2. A conveying device in accordance with claim 1, wherein said supporting guide track comprises a rectangular tube and, at its upper side, a T-shaped guide profile running in the longitudinal direction in which the clamping elements of the sliding carriage, which can be activated by means of a tensioning lever, engage in a positive gripping connection.

3. A conveying device in accordance with claim 1, wherein said sliding carriage, which is provided with approximately the same width as the supporting guide track, has a holder which comprises a horizontal base plate with two lateral, vertical walling elements, said walling elements being parallel to one another, in which said turn-around rollers first shaft and second shaft are mounted.

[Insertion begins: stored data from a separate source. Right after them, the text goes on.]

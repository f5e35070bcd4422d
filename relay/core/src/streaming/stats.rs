//! Per-request streaming statistics

use std::time::{Duration, Instant};

use crate::messages::UnitStatus;

/// Statistics for one relayed request
#[derive(Clone, Debug)]
pub struct StreamStats {
    /// Fragments received from upstream
    pub fragments_received: u32,
    /// Characters received from upstream
    pub chars_received: usize,
    /// Content units delivered to the client
    pub units_sent: u32,
    /// When the request started
    pub started_at: Instant,
    /// Last fragment received timestamp
    pub last_fragment_at: Option<Instant>,
    /// When the first content unit was delivered
    pub first_unit_at: Option<Instant>,
}

impl Default for StreamStats {
    fn default() -> Self {
        Self::new()
    }
}

impl StreamStats {
    /// Start tracking a request now
    #[must_use]
    pub fn new() -> Self {
        Self {
            fragments_received: 0,
            chars_received: 0,
            units_sent: 0,
            started_at: Instant::now(),
            last_fragment_at: None,
            first_unit_at: None,
        }
    }

    /// Record an upstream fragment
    pub fn record_fragment(&mut self, fragment: &str) {
        self.fragments_received += 1;
        self.chars_received += fragment.chars().count();
        self.last_fragment_at = Some(Instant::now());
    }

    /// Record a delivered content unit
    pub fn record_unit(&mut self) {
        self.units_sent += 1;
        if self.first_unit_at.is_none() {
            self.first_unit_at = Some(Instant::now());
        }
    }

    /// Time since the request started
    #[must_use]
    pub fn elapsed(&self) -> Duration {
        self.started_at.elapsed()
    }

    /// Time from request start to the first delivered unit
    #[must_use]
    pub fn time_to_first_unit(&self) -> Option<Duration> {
        self.first_unit_at.map(|t| t.duration_since(self.started_at))
    }

    /// Emit a summary line for the finished request
    pub fn log_summary(&self, status: UnitStatus) {
        tracing::info!(
            status = ?status,
            fragments = self.fragments_received,
            chars = self.chars_received,
            units = self.units_sent,
            ttfu_ms = self.time_to_first_unit().map(millis),
            elapsed_ms = millis(self.elapsed()),
            "Request finished"
        );
    }
}

/// Whole milliseconds, saturating at `u64::MAX`
fn millis(d: Duration) -> u64 {
    u64::try_from(d.as_millis()).unwrap_or(u64::MAX)
}

#[cfg(test)]
mod tests {
    use super::*;

    #[test]
    fn test_stats_counting() {
        let mut stats = StreamStats::new();
        stats.record_fragment("héllo");
        stats.record_fragment(" ");
        stats.record_unit();
        stats.record_unit();

        assert_eq!(stats.fragments_received, 2);
        assert_eq!(stats.chars_received, 6);
        assert_eq!(stats.units_sent, 2);
        assert!(stats.last_fragment_at.is_some());
        assert!(stats.time_to_first_unit().is_some());
    }

    #[test]
    fn test_millis_saturates() {
        assert_eq!(millis(Duration::from_millis(1500)), 1500);
        assert_eq!(millis(Duration::MAX), u64::MAX);
    }

    #[test]
    fn test_no_units_means_no_ttfu() {
        let stats = StreamStats::default();
        assert!(stats.time_to_first_unit().is_none());
    }
}
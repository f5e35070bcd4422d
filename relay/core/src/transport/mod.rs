//! Transport Layer for Client Connections
//!
//! Provides abstraction over different transport mechanisms:
//! - `InProcess`: Direct channel communication (tests, embedding)
//! - `WebSocket`: Remote clients (feature `websocket`)
//!
//! # Design Philosophy
//!
//! The transport layer separates the communication mechanism from the relay
//! session. A session only sees a [`FrameSource`] and a [`FrameSink`], so the
//! same state machine serves a socket or an in-memory channel pair.

pub mod in_process;
pub mod traits;
#[cfg(feature = "websocket")]
pub mod websocket;

// Re-exports for convenience
pub use in_process::{InProcessSink, InProcessSource, InProcessTransport};
pub use traits::{ConnectionId, FrameSink, FrameSource, InboundFrame, TransportError};

#[cfg(feature = "websocket")]
pub use websocket::{WebSocketServer, RELAY_PATH};
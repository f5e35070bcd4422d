//! Relay Core - Streaming Inference Relay
//!
//! This crate relays chat completions from an upstream inference provider to
//! connected clients, regrouping the upstream fragments into paced,
//! cancelable output units. It has no knowledge of HTTP routing or process
//! management; the daemon wires it to sockets.
//!
//! # Architecture
//!
//! ```text
//! ┌──────────────────────────────────────────────────────────────────┐
//! │                          Client                                  │
//! │          control messages (up)     output units (down)           │
//! └───────────────┬────────────────────────────▲─────────────────────┘
//!                 │                            │
//! ┌───────────────▼────────────────────────────┴─────────────────────┐
//! │  Transport: FrameSource / FrameSink (WebSocket, in-process)      │
//! └───────────────┬────────────────────────────▲─────────────────────┘
//!                 │                            │
//! ┌───────────────▼────────────────────────────┴─────────────────────┐
//! │                        RelaySession                              │
//! │  ┌────────────┐  ┌──────────────┐  ┌─────────┐  ┌─────────────┐  │
//! │  │ AllowList  │  │ Cancellation │  │ Chunker │─►│    Pacer    │  │
//! │  │            │  │     Gate     │  │         │  │             │  │
//! │  └────────────┘  └──────────────┘  └────▲────┘  └─────────────┘  │
//! └─────────────────────────────────────────┼────────────────────────┘
//!                                           │ fragments
//! ┌─────────────────────────────────────────┴────────────────────────┐
//! │  UpstreamBackend: FragmentStream (Hugging Face, scripted)        │
//! └──────────────────────────────────────────────────────────────────┘
//! ```
//!
//! # Key Types
//!
//! - [`RelaySession`]: One client connection, any number of sequential requests
//! - [`RelayConfig`]: Immutable process-wide configuration
//! - [`UpstreamBackend`]: Source of completion fragments
//! - [`Chunker`]: Regroups fragments per chunk mode
//! - [`CancellationGate`]: The cancel flag shared by reader and streaming loop
//!
//! # Quick Start
//!
//! ```ignore
//! use std::sync::Arc;
//! use relay_core::{load_config, HuggingFaceBackend, InProcessTransport, RelaySession};
//!
//! let config = load_config()?.into_shared();
//! let backend = Arc::new(HuggingFaceBackend::from_config(&config.upstream)?);
//!
//! let (source, sink, client) = InProcessTransport::new_pair();
//! let mut session = RelaySession::new(config, backend);
//! tokio::spawn(async move { session.run(source, sink).await });
//! ```
//!
//! # Module Overview
//!
//! - [`backend`]: Upstream abstraction and the Hugging Face client
//! - [`config`]: TOML, environment and CLI configuration
//! - [`inference`]: Non-streaming inference
//! - [`messages`]: Client wire schema
//! - [`security`]: Allow-list and frame size validation
//! - [`session`]: The relay session state machine
//! - [`streaming`]: Chunker, pacer, cancellation gate, stats
//! - [`transport`]: Client transports (in-process, WebSocket)

#![deny(missing_docs)]
#![deny(clippy::all)]
#![warn(clippy::pedantic)]
#![allow(clippy::module_name_repetitions)]

pub mod backend;
pub mod config;
pub mod inference;
pub mod messages;
pub mod security;
pub mod session;
pub mod streaming;
pub mod transport;

// Re-exports for convenience
pub use backend::{
    FragmentStream, HuggingFaceBackend, StreamToken, UpstreamBackend, UpstreamError,
    UpstreamRequest, UpstreamResponse,
};
pub use messages::{
    decode_inbound, ChatMessage, ChunkMode, ControlMessage, FatalMessage, InboundMessage,
    OutboundMessage, OutputUnit, ProtocolError, RequestEnvelope, UnitStatus,
};
pub use security::{validate_frame_size, AllowList, ValidationResult};
pub use session::{
    RelayError, RelaySession, RequestId, SessionCounters, SessionOutcome, SessionState,
    MAX_PENDING_INPUTS,
};

// Streaming exports
pub use streaming::{CancellationGate, ChunkPolicy, Chunker, Pacer, StreamStats};

// Transport exports
pub use transport::{
    ConnectionId, FrameSink, FrameSource, InProcessTransport, InboundFrame, TransportError,
};

// Config exports
pub use config::{
    default_config_path, load_config, load_config_from_path, ConfigError, ConfigOverrides,
    ConfigSource, RelayConfig, ServerSettings, UpstreamConfig,
};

4. A conveying device in accordance with claim 2, wherein said sliding carriage, which is provided with approximately the same width as the supporting guide track, has a holder which comprises a horizontal base plate with two lateral, vertical walling elements, said walling elements being parallel to one another, in which said turn-around rollers first shaft and second shaft are mounted.

5. A conveying device in accordance with claim 4, wherein said clamping elements comprise two vertical tensile clips, which are, in each case, provided with a squared off clamping tongue, and are, in each case, mounted, via a suitable hole onto the eccentric attachments of two bush bearings mounted on said first shaft, between said walling elements of said holder, said tensile clips being attached to said tensioning lever in a non-slipping manner.

6. A conveying device in accordance with claim 5, wherein said tensioning lever comprises a handle which wraps around said holder of said sliding carriage in a U-shaped manner, said handle having two vertical, lateral walls, which are provided with non-round openings and are coaxial relative to one another, for the key-like accommodation of the cross sectionally adjusted attachments of said two bush bearings in a way which ensures rotation.